*WHAT YOU ARE ASKED TO DO:*
Go over the records and copy every line with the string "configuration".

*RECORDS FOR PROCESSING:*

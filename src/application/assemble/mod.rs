//! Assemble Module
//!
//! Runtime assembler: composes `<output>/image` from the staged package set
//! and the project source tree.

mod options;
mod result;
mod use_case;

pub use options::{AssembleOptions, EnvOptions, IMAGE_DIR};
pub use result::AssembleResult;
pub use use_case::AssembleUseCase;
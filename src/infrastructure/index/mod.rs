//! Package Index Implementations

mod local;

pub use local::LocalPackageIndex;
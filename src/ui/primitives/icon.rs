use crossterm::style::Stylize;

use crate::ui::theme::{self, Glyph};

#[derive(Debug, Clone, Copy, PartialEq, Eq)]
pub enum Icon {
    Success,
    Error,
    Warning,
    Arrow,
    Stage,
    Image,
    Run,
    Check,
}

impl Icon {
    fn glyph(self) -> Glyph {
        match self {
            Icon::Success => theme::SUCCESS,
            Icon::Error => theme::ERROR,
            Icon::Warning => theme::WARNING,
            Icon::Arrow => theme::ARROW,
            Icon::Stage => theme::STAGE,
            Icon::Image => theme::IMAGE,
            Icon::Run => theme::RUN,
            Icon::Check => theme::CHECK,
        }
    }

    pub fn render(&self, supports_unicode: bool) -> &'static str {
        let glyph = self.glyph();
        if supports_unicode {
            glyph.unicode
        } else {
            glyph.ascii
        }
    }

    pub fn colored(&self, supports_color: bool, supports_unicode: bool) -> String {
        let text = self.render(supports_unicode);
        if supports_color {
            text.with(self.glyph().color).to_string()
        } else {
            text.to_string()
        }
    }
}

/// Dim text, or plain text without color support
pub fn dim(text: &str, supports_color: bool) -> String {
    if supports_color {
        text.with(theme::colors::DIM).to_string()
    } else {
        text.to_string()
    }
}

#[cfg(test)]
mod tests {
    use super::*;

    #[test]
    fn ascii_fallbacks() {
        assert_eq!(Icon::Success.render(false), "[OK]");
        assert_eq!(Icon::Run.render(false), "[RUN]");
        assert_eq!(Icon::Error.colored(false, false), "[FAIL]");
    }

    #[test]
    fn unicode_glyphs() {
        assert_eq!(Icon::Warning.render(true), "⚠");
        assert_eq!(Icon::Arrow.render(true), "↳");
    }

    #[test]
    fn color_wraps_in_escape_codes() {
        let colored = Icon::Success.colored(true, true);
        assert!(colored.contains('✓'));
        assert!(colored.starts_with('\u{1b}'));
        assert_eq!(dim("x", false), "x");
    }
}
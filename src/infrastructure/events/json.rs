//! JSON Event Sink
//!
//! Outputs build events as NDJSON for CI/automation consumption.

use crate::domain::ports::{BuildEvent, BuildEventSink};
use std::io::{self, Write};
use std::sync::Mutex;

/// Event sink that outputs NDJSON events to stdout
pub struct JsonEventSink {
    /// Mutex to ensure thread-safe writes
    writer: Mutex<Box<dyn Write + Send>>,
    unbuffered: bool,
}

impl JsonEventSink {
    /// Create a new JSON event sink writing to stdout
    pub fn stdout(unbuffered: bool) -> Self {
        Self {
            writer: Mutex::new(Box::new(io::stdout())),
            unbuffered,
        }
    }

    /// Create a JSON event sink writing to a custom writer (for testing)
    pub fn with_writer<W: Write + Send + 'static>(writer: W, unbuffered: bool) -> Self {
        Self {
            writer: Mutex::new(Box::new(writer)),
            unbuffered,
        }
    }

    /// Emit a terminal error event. Not part of [`BuildEvent`] because errors
    /// end the run instead of flowing through a use case.
    pub fn error(&self, kind: &str, message: &str) {
        self.write_event(serde_json::json!({
            "event": "error",
            "kind": kind,
            "message": message,
        }));
    }

    fn write_event(&self, mut event: serde_json::Value) {
        if let Some(obj) = event.as_object_mut() {
            obj.insert(
                "ts".to_string(),
                serde_json::Value::String(chrono::Utc::now().to_rfc3339()),
            );
        }
        if let Ok(mut writer) = self.writer.lock() {
            let _ = writeln!(writer, "{}", event);
            if self.unbuffered {
                let _ = writer.flush();
            }
        }
    }
}

impl Drop for JsonEventSink {
    fn drop(&mut self) {
        if let Ok(writer) = self.writer.get_mut() {
            let _ = writer.flush();
        }
    }
}

impl BuildEventSink for JsonEventSink {
    fn flush(&self) {
        if let Ok(mut writer) = self.writer.lock() {
            let _ = writer.flush();
        }
    }

    fn on_event(&self, event: BuildEvent) {
        let json = match event {
            BuildEvent::StageStarted {
                lock,
                package_count,
            } => serde_json::json!({
                "event": "stage_start",
                "lock": lock.display().to_string(),
                "package_count": package_count,
            }),

            BuildEvent::PackageResolved {
                name,
                version,
                source,
            } => serde_json::json!({
                "event": "package_resolved",
                "name": name.as_str(),
                "version": version,
                "source": source.as_str(),
            }),

            BuildEvent::PackageInstalled {
                name,
                version,
                file_count,
            } => serde_json::json!({
                "event": "package_installed",
                "name": name.as_str(),
                "version": version,
                "files": file_count,
            }),

            BuildEvent::StageCompleted {
                stage_dir,
                package_count,
                file_count,
            } => serde_json::json!({
                "event": "stage_complete",
                "stage_dir": stage_dir.display().to_string(),
                "packages": package_count,
                "files": file_count,
            }),

            BuildEvent::AssembleStarted { image_dir } => serde_json::json!({
                "event": "assemble_start",
                "image_dir": image_dir.display().to_string(),
            }),

            BuildEvent::ToolingExcluded { name } => serde_json::json!({
                "event": "tooling_excluded",
                "name": name.as_str(),
            }),

            BuildEvent::AssembleCompleted {
                image_dir,
                package_count,
                source_file_count,
            } => serde_json::json!({
                "event": "assemble_complete",
                "image_dir": image_dir.display().to_string(),
                "packages": package_count,
                "source_files": source_file_count,
            }),

            BuildEvent::ProcessStarted { pid, module, port } => serde_json::json!({
                "event": "process_start",
                "pid": pid,
                "module": module,
                "port": port,
            }),

            BuildEvent::ProcessReady { port } => serde_json::json!({
                "event": "process_ready",
                "port": port,
            }),

            BuildEvent::ProcessExited { code } => serde_json::json!({
                "event": "process_exit",
                "code": code,
            }),
        };

        self.write_event(json);
    }
}
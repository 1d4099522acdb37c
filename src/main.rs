//! Berth CLI - build and run minimal Python service images
//!
//! Usage: berth <COMMAND>
//!
//! Commands:
//!   stage     Install the locked dependencies into an isolated staging area
//!   assemble  Assemble the runtime image from staged packages and sources
//!   build     Stage, then assemble
//!   run       Start the image's entry module and wait for it
//!   up        Build, then run
//!   check     Validate the project without writing anything

use std::process::ExitCode;
use std::sync::atomic::{AtomicBool, Ordering};
use std::sync::Arc;

use anyhow::Result;
use clap::Parser;

mod cli;
mod commands;
mod ui;

use cli::{BuildArgs, Cli, Commands};
use commands::build::{cmd_build, BuildStep};
use commands::check::cmd_check;
use commands::context::CommandContext;
use commands::run::{cmd_run, cmd_up};
use ui::context::UiContext;

fn main() -> ExitCode {
    let cli = Cli::parse();
    berth::logging::init(cli.verbose);

    let cancel = Arc::new(AtomicBool::new(false));
    let handler_flag = cancel.clone();
    if let Err(e) = ctrlc::set_handler(move || {
        handler_flag.store(true, Ordering::SeqCst);
    }) {
        tracing::warn!(error = %e, "could not install Ctrl+C handler");
    }

    let json = cli.json;
    match dispatch(cli, cancel) {
        Ok(code) => ExitCode::from(exit_status(code)),
        Err(err) => {
            ui::error::print_error(&err, json);
            ExitCode::FAILURE
        }
    }
}

fn dispatch(cli: Cli, cancel: Arc<AtomicBool>) -> Result<i32> {
    let ui = UiContext::new(cli.json, cli.verbose);
    let context = |build: &BuildArgs| {
        CommandContext::load(cli.project.as_deref(), &build.overrides(), ui, cancel.clone())
    };

    match &cli.command {
        Commands::Stage { build } => cmd_build(&context(build)?, BuildStep::Stage).map(|_| 0),
        Commands::Assemble { build } => {
            cmd_build(&context(build)?, BuildStep::Assemble).map(|_| 0)
        }
        Commands::Build { build } => cmd_build(&context(build)?, BuildStep::All).map(|_| 0),
        Commands::Run {
            image,
            startup_timeout,
        } => cmd_run(&context(&BuildArgs::default())?, image.clone(), *startup_timeout),
        Commands::Up {
            build,
            startup_timeout,
        } => cmd_up(&context(build)?, *startup_timeout),
        Commands::Check {
            build,
            strict_warnings,
        } => cmd_check(&context(build)?, *strict_warnings),
    }
}

/// Exit codes outside 0..=255 are reported as a generic failure.
fn exit_status(code: i32) -> u8 {
    u8::try_from(code).unwrap_or(1)
}
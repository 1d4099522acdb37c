use anyhow::Result;
use berth::BuildPipeline;

use crate::commands::context::CommandContext;

/// Which part of the build to run
#[derive(Debug, Clone, Copy, PartialEq, Eq)]
pub enum BuildStep {
    Stage,
    Assemble,
    All,
}

pub fn cmd_build(ctx: &CommandContext, step: BuildStep) -> Result<()> {
    ctx.print_warnings();

    let pipeline = BuildPipeline::new(ctx.settings()?)
        .with_event_sink(ctx.event_sink())
        .with_cancel_flag(ctx.cancel.clone());

    match step {
        BuildStep::Stage => {
            pipeline.stage()?;
        }
        BuildStep::Assemble => {
            pipeline.assemble()?;
        }
        BuildStep::All => {
            pipeline.build()?;
        }
    }
    Ok(())
}
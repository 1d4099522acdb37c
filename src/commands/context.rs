use std::path::{Path, PathBuf};
use std::sync::atomic::AtomicBool;
use std::sync::Arc;

use anyhow::Result;
use berth::config::ConfigWarning;
use berth::domain::ports::BuildEventSink;
use berth::{BuildSettings, Config, ConfigOverrides, JsonEventSink};

use crate::commands::project_root::discover_project_root;
use crate::ui::context::UiContext;
use crate::ui::events::ConsoleEventSink;
use crate::ui::output::print_config_warnings;

/// Everything a command needs after configuration is resolved
pub struct CommandContext {
    pub project_root: PathBuf,
    pub config: Config,
    pub warnings: Vec<ConfigWarning>,
    pub ui: UiContext,
    pub cancel: Arc<AtomicBool>,
}

impl CommandContext {
    pub fn load(
        project: Option<&Path>,
        overrides: &ConfigOverrides,
        ui: UiContext,
        cancel: Arc<AtomicBool>,
    ) -> Result<Self> {
        let cwd = std::env::current_dir()?;
        let project_root = match project {
            Some(path) if path.is_absolute() => path.to_path_buf(),
            Some(path) => cwd.join(path),
            None => discover_project_root(&cwd),
        };

        let (config, warnings) = Config::load_for_project(&project_root)?;
        let config = config.with_overrides(overrides);
        tracing::debug!(root = %project_root.display(), "project configuration loaded");

        Ok(Self {
            project_root,
            config,
            warnings,
            ui,
            cancel,
        })
    }

    pub fn settings(&self) -> Result<BuildSettings> {
        Ok(BuildSettings::from_config(&self.config, &self.project_root)?)
    }

    /// NDJSON on stdout with `--json`, console progress otherwise.
    /// JSON events are flushed one by one when output is unbuffered.
    pub fn event_sink(&self) -> Arc<dyn BuildEventSink> {
        if self.ui.json {
            Arc::new(JsonEventSink::stdout(self.config.env.unbuffered))
        } else {
            Arc::new(ConsoleEventSink::stdout(&self.ui))
        }
    }

    pub fn print_warnings(&self) {
        if !self.ui.json {
            print_config_warnings(&self.warnings, self.ui.color, self.ui.unicode);
        }
    }
}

*FINISHED TASK:*
/// Everything a command needs after configuration is resolved
        tracing::debug!(root = %project_root.display(), "project configuration loaded");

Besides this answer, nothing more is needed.